What to do.
Across these entries, count the lines holding the string "shutdown"; the number is the whole answer.

Records drawn from a dataset.
· · · · ·

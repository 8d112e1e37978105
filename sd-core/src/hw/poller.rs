//! Per-sensor poll loop
//!
//! Each sensor gets one local task on the event loop. A cycle is:
//! wait for the tick, hand the source to the blocking pool, wait for the
//! read, feed the result into the core. Reads never overlap for one sensor.
//!
//! The task only holds a `Weak` to its sensor and re-checks it after every
//! suspension point, so a read that completes after the sensor was dropped
//! touches nothing. [`PollHandle::shutdown`] cancels the timer and returns
//! once the task has fully drained.

use std::cell::RefCell;
use std::rc::{Rc, Weak};
use std::time::Duration;

use tokio::sync::watch;
use tokio::task::JoinHandle;
use tracing::{debug, trace, warn};

use crate::constants::timing;
use crate::engine::SensorCore;
use crate::hw::source::ReadingSource;

pub type SharedSensor = Rc<RefCell<SensorCore>>;

#[derive(Debug, Clone, Copy, PartialEq, Eq)]
pub struct PollSchedule {
    /// Delay after a good read
    pub interval: Duration,
    /// Delay after a failed or power-gated read
    pub failed_interval: Duration,
}

impl PollSchedule {
    pub fn new(interval: Duration) -> Self {
        Self {
            interval,
            failed_interval: timing::FAILED_POLL,
        }
    }

    pub fn with_failed_interval(mut self, failed_interval: Duration) -> Self {
        self.failed_interval = failed_interval;
        self
    }
}

impl Default for PollSchedule {
    fn default() -> Self {
        Self::new(timing::DEFAULT_POLL)
    }
}

/// Owner's side of a spawned poll or watch task
pub struct PollHandle {
    name: String,
    cancel: watch::Sender<bool>,
    task: JoinHandle<()>,
}

impl PollHandle {
    pub(crate) fn new(name: String, cancel: watch::Sender<bool>, task: JoinHandle<()>) -> Self {
        Self { name, cancel, task }
    }

    pub fn name(&self) -> &str {
        &self.name
    }

    /// Ask the task to stop at its next suspension point
    pub fn cancel(&self) {
        self.cancel.send_replace(true);
    }

    /// True once the task has finished and no read is in flight
    pub fn is_quiescent(&self) -> bool {
        self.task.is_finished()
    }

    /// Cancel and wait until the task is quiescent
    pub async fn shutdown(self) {
        self.cancel();
        if let Err(e) = self.task.await {
            if e.is_panic() {
                warn!(sensor = %self.name, "Poll task panicked");
            }
        }
        trace!(sensor = %self.name, "Poll task drained");
    }
}

/// Spawn the poll loop for `sensor` on the current `LocalSet`
pub fn spawn_poller<S: ReadingSource>(
    sensor: &SharedSensor,
    source: S,
    schedule: PollSchedule,
) -> PollHandle {
    let name = sensor.borrow().name().to_string();
    let (cancel_tx, cancel_rx) = watch::channel(false);
    let task = tokio::task::spawn_local(poll_loop(
        Rc::downgrade(sensor),
        source,
        schedule,
        cancel_rx,
        name.clone(),
    ));
    PollHandle::new(name, cancel_tx, task)
}

async fn poll_loop<S: ReadingSource>(
    sensor: Weak<RefCell<SensorCore>>,
    source: S,
    schedule: PollSchedule,
    mut cancel: watch::Receiver<bool>,
    name: String,
) {
    let mut source = Some(source);
    debug!(sensor = %name, interval_ms = schedule.interval.as_millis() as u64, "Polling started");

    loop {
        if *cancel.borrow() {
            break;
        }

        let Some(strong) = sensor.upgrade() else { break };
        let gated = !strong.borrow().reading_state_good();
        drop(strong);

        let delay = if gated {
            // update_value marks the sensor unavailable and publishes NaN
            let Some(strong) = sensor.upgrade() else { break };
            strong.borrow_mut().update_value(f64::NAN);
            schedule.failed_interval
        } else {
            let Some(mut src) = source.take() else { break };
            let read = tokio::task::spawn_blocking(move || {
                let result = src.read();
                (src, result)
            });
            let (src, result) = match read.await {
                Ok(done) => done,
                Err(e) => {
                    warn!(sensor = %name, "Blocking read aborted: {}", e);
                    break;
                }
            };

            // The sensor may have been cancelled or dropped while we waited
            if *cancel.borrow() {
                break;
            }
            let Some(strong) = sensor.upgrade() else { break };

            let delay = match result {
                Ok(reading) => {
                    let mut core = strong.borrow_mut();
                    core.set_raw_value(reading.raw);
                    core.update_value(reading.value);
                    schedule.interval
                }
                Err(e) => {
                    debug!(sensor = %name, source = %src.describe(), "Read failed: {}", e);
                    strong.borrow_mut().increment_error();
                    schedule.failed_interval
                }
            };
            source = Some(src);
            delay
        };

        tokio::select! {
            _ = tokio::time::sleep(delay) => {}
            _ = cancel.changed() => break,
        }
    }

    debug!(sensor = %name, "Polling stopped");
}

· · · · ·

Your response.
2